Connecticut faces similar high costs for health care, driven in part by anti-competitive practices. Average prices are more than twice what Medicare pays, and the state has seen a flurry of hospital mergers recently. In 2022, several patients filed litigation against Hartford HealthCare claiming that the hospital system used anti-competitive tactics to charge 20% more than nearby competitors with better quality ratings. This June, Gov. Lamont addressed the problem more broadly when he included bans on anti-competitive practices as part of a sweeping legislative package to promote health care affordability. 

The Work Ahead

These state bills are just two examples of the bipartisan momentum building at the state level to take action against the anti-competitive practices and abusive pricing large, consolidated hospital systems engage in.

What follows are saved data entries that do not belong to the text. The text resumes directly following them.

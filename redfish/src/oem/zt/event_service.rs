// SPDX-FileCopyrightText: Copyright (c) 2025 NVIDIA CORPORATION & AFFILIATES. All rights reserved.
// SPDX-License-Identifier: Apache-2.0
//
// Licensed under the Apache License, Version 2.0 (the "License");
// you may not use this file except in compliance with the License.
// You may obtain a copy of the License at
//
// http://www.apache.org/licenses/LICENSE-2.0
//
// Unless required by applicable law or agreed to in writing, software
// distributed under the License is distributed on an "AS IS" BASIS,
// WITHOUT WARRANTIES OR CONDITIONS OF ANY KIND, either express or implied.
// See the License for the specific language governing permissions and
// limitations under the License.

//! ZT Systems test events.
//!
//! The ZT BMC rate-limits test events and answers `400` while busy, so
//! submission is repeated on transport failures and `400` replies.

use crate::action;
use crate::bmc;
use crate::event_service::EventService;
use crate::event_service::DEFAULT_SUBMIT_TEST_EVENT_TARGET;
use crate::resource::Resource;
use crate::resource::ResourceBase;
use crate::Error;
use http::StatusCode;
use rsfish_core::Bmc;
use rsfish_core::ODataId;
use serde::Serialize;
use std::time::Duration;
use tokio::time::sleep;
use tracing::debug;
use tracing::warn;

const DEFAULT_RETRY_INTERVAL: Duration = Duration::from_secs(5);
const DEFAULT_RETRY_ATTEMPTS: u32 = 6;
/// Retries beyond this count are logged as a warning.
const RETRY_REPORT_THRESHOLD: u32 = 2;

#[derive(Serialize)]
struct ZtTestEventBody<'a> {
    #[serde(rename = "MessageId")]
    message_id: &'a str,
}

/// Event service of a ZT Systems BMC.
pub struct ZtEventService<B: Bmc> {
    service: EventService<B>,
    submit_test_event: ODataId,
    retry_interval: Duration,
    retry_attempts: u32,
}

impl<B: Bmc> ZtEventService<B> {
    /// Wrap `service`. No request is sent.
    #[must_use]
    pub fn from_event_service(service: EventService<B>) -> Self {
        let submit_test_event = service
            .submit_test_event_target()
            .cloned()
            .unwrap_or_else(|| ODataId::from(DEFAULT_SUBMIT_TEST_EVENT_TARGET));
        Self {
            service,
            submit_test_event,
            retry_interval: DEFAULT_RETRY_INTERVAL,
            retry_attempts: DEFAULT_RETRY_ATTEMPTS,
        }
    }

    /// Set wait between attempts.
    #[must_use]
    pub const fn with_retry_interval(mut self, retry_interval: Duration) -> Self {
        self.retry_interval = retry_interval;
        self
    }

    /// Set total number of attempts. Zero is treated as one.
    #[must_use]
    pub const fn with_retry_attempts(mut self, retry_attempts: u32) -> Self {
        self.retry_attempts = retry_attempts;
        self
    }

    /// Underlying standard event service.
    #[must_use]
    pub const fn service(&self) -> &EventService<B> {
        &self.service
    }

    /// Ask the BMC to emit a test event with `message_id`.
    ///
    /// # Errors
    ///
    /// Returns the last transport error or an [`Error::ActionStatus`] /
    /// [`Error::Service`] error for a reply other than `202`.
    pub async fn submit_test_event(&self, message_id: &str) -> Result<(), Error<B>> {
        let target = &self.submit_test_event;
        let body = ZtTestEventBody { message_id };
        let attempts = self.retry_attempts.max(1);
        let mut attempt = 1;
        loop {
            let last = attempt >= attempts;
            match bmc::post(self.base().bmc().as_ref(), target, &body).await {
                Ok(response) if response.status == StatusCode::ACCEPTED => {
                    if attempt - 1 > RETRY_REPORT_THRESHOLD {
                        warn!(%target, retries = attempt - 1, "test event needed retries");
                    }
                    return Ok(());
                }
                Ok(response) if response.status == StatusCode::BAD_REQUEST && !last => {
                    debug!(%target, attempt, "test event rejected, retrying");
                }
                Ok(response) => return Err(action::action_error(target, &response)),
                Err(err) if !last => {
                    debug!(%target, attempt, error = %err, "test event failed, retrying");
                }
                Err(err) => return Err(err),
            }
            sleep(self.retry_interval).await;
            attempt += 1;
        }
    }
}

impl<B: Bmc> Resource<B> for ZtEventService<B> {
    fn base(&self) -> &ResourceBase<B> {
        self.service.base()
    }
}

#[cfg(test)]
mod tests {
    use super::*;
    use rsfish_bmc_mock::Bmc as MockBmc;
    use rsfish_bmc_mock::Expect;
    use rsfish_core::ErrorKind;
    use std::io::Error as IoError;
    use std::io::ErrorKind as IoErrorKind;
    use std::sync::Arc;

    type TestBmc = MockBmc<IoError>;

    const TARGET: &str = DEFAULT_SUBMIT_TEST_EVENT_TARGET;
    const BODY: &str = r#"{"MessageId": "TestMessage"}"#;

    async fn service(bmc: &Arc<TestBmc>) -> ZtEventService<TestBmc> {
        bmc.expect(Expect::get(
            "/redfish/v1/EventService",
            r##"{"@odata.id": "/redfish/v1/EventService", "Id": "EventService",
                "Name": "Event Service",
                "Actions": {"#EventService.SubmitTestEvent": {
                    "target": "/redfish/v1/EventService/Actions/EventService.SubmitTestEvent"}}}"##,
        ));
        let service: EventService<TestBmc> =
            crate::resource::fetch(bmc, &ODataId::from("/redfish/v1/EventService"))
                .await
                .unwrap();
        ZtEventService::from_event_service(service)
    }

    #[tokio::test(start_paused = true)]
    async fn retries_busy_and_transport_failures() {
        let bmc = Arc::new(TestBmc::default());
        let service = service(&bmc).await;
        bmc.expect(Expect::post(TARGET, BODY, 400, "{}"));
        bmc.expect(Expect::post_err(
            TARGET,
            BODY,
            IoError::new(IoErrorKind::ConnectionReset, "reset"),
        ));
        bmc.expect(Expect::post(TARGET, BODY, 202, ""));
        service.submit_test_event("TestMessage").await.unwrap();
        assert_eq!(bmc.pending(), 0);
    }

    #[tokio::test(start_paused = true)]
    async fn gives_up_after_attempts() {
        let bmc = Arc::new(TestBmc::default());
        let service = service(&bmc)
            .await
            .with_retry_attempts(2)
            .with_retry_interval(Duration::from_millis(100));
        bmc.expect(Expect::post(TARGET, BODY, 400, "{}"));
        bmc.expect(Expect::post(TARGET, BODY, 400, "{}"));
        let err = service.submit_test_event("TestMessage").await.err().unwrap();
        assert_eq!(err.status(), Some(StatusCode::BAD_REQUEST));
    }

    #[tokio::test]
    async fn only_accepted_is_success() {
        let bmc = Arc::new(TestBmc::default());
        let service = service(&bmc).await;
        bmc.expect(Expect::post(TARGET, BODY, 204, ""));
        let err = service.submit_test_event("TestMessage").await.err().unwrap();
        assert_eq!(err.kind(), ErrorKind::ActionStatus);
    }

    #[tokio::test]
    async fn unadvertised_target_uses_default() {
        let bmc = Arc::new(TestBmc::default());
        bmc.expect(Expect::get(
            "/redfish/v1/EventService",
            r#"{"@odata.id": "/redfish/v1/EventService", "Id": "EventService",
                "Name": "Event Service"}"#,
        ));
        let service: EventService<TestBmc> =
            crate::resource::fetch(&bmc, &ODataId::from("/redfish/v1/EventService"))
                .await
                .unwrap();
        let service = ZtEventService::from_event_service(service);
        bmc.expect(Expect::post(DEFAULT_SUBMIT_TEST_EVENT_TARGET, BODY, 202, ""));
        service.submit_test_event("TestMessage").await.unwrap();
        assert_eq!(bmc.pending(), 0);
    }
}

California and Washington both recently introduced bills to eliminate anti-competitive practices by health care systems. There is also potential for action at the federal level. The Senate Committee on Health, Education, Labor and Pensions considered a bill that would address issues of competition in the health care sector and ban these anti-competitive contracting provisions nationally. 

Takeaways

  • Ending anti-competitive practices by large, consolidated hospital systems is something everyone can get behind. At the state level, diverse coalitions of stakeholders are advocating for legislation to ban this behavior. Such legislation also enjoys bipartisan support in red, blue, and purple states across the country. 
  • State legislation has the potential to influence action at the federal level. Banning anti-competitive behavior used by dominant hospital systems will benefit a broad range of constituencies and bring down unaffordable health care costs for Americans, and is an important target for federal action.